Each line in the records that mentions the word "usize" needs to be listed.

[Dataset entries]
• • • •

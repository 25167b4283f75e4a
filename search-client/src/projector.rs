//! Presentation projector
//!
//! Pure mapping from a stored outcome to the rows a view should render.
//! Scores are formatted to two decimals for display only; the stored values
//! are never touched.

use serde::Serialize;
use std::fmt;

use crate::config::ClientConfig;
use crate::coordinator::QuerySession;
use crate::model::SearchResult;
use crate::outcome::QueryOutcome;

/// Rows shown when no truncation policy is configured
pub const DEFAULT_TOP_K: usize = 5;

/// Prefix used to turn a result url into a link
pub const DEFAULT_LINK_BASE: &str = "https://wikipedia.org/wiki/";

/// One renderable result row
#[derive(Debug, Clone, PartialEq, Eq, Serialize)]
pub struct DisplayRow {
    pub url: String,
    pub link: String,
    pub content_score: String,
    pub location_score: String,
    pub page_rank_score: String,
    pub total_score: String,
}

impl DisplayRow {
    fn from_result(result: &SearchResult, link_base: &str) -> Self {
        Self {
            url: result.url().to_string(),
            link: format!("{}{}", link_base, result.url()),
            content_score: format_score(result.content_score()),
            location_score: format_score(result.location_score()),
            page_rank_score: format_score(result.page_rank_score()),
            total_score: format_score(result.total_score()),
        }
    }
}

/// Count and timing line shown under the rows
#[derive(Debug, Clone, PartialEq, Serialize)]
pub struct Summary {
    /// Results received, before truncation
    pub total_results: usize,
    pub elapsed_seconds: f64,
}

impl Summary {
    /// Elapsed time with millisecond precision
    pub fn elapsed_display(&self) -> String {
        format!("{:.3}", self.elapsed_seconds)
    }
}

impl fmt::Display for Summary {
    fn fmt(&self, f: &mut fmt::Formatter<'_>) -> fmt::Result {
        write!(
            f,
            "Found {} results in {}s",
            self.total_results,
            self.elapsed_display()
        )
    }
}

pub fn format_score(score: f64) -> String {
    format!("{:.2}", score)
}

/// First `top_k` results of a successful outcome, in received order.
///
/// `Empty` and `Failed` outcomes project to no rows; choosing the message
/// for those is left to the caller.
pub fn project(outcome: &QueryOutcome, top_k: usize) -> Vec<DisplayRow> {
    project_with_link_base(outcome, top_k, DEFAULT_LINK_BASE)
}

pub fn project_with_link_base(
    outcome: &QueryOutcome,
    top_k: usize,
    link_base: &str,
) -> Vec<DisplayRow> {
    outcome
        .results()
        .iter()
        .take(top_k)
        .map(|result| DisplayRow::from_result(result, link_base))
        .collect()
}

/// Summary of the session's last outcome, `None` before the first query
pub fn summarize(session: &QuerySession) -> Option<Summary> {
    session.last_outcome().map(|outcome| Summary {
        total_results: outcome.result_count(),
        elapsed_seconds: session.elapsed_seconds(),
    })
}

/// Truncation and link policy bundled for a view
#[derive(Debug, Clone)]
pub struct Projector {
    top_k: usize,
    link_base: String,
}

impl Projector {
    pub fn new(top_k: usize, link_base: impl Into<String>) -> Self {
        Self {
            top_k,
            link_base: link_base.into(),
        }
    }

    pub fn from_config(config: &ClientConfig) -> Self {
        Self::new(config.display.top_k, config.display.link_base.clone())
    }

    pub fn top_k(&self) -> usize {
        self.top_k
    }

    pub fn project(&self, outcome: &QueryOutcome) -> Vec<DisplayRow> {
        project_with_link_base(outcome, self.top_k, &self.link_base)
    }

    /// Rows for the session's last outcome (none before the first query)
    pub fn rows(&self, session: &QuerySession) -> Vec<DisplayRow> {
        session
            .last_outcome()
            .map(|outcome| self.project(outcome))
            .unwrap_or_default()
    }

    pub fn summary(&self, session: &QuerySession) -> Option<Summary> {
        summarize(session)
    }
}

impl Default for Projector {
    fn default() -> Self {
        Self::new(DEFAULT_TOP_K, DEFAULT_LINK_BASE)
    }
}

• • • •

Response area:
pub const DEFAULT_TOP_K: usize = 5;
    pub total_results: usize,
pub fn project(outcome: &QueryOutcome, top_k: usize) -> Vec<DisplayRow> {
    top_k: usize,
    top_k: usize,
    pub fn new(top_k: usize, link_base: impl Into<String>) -> Self {
    pub fn top_k(&self) -> usize {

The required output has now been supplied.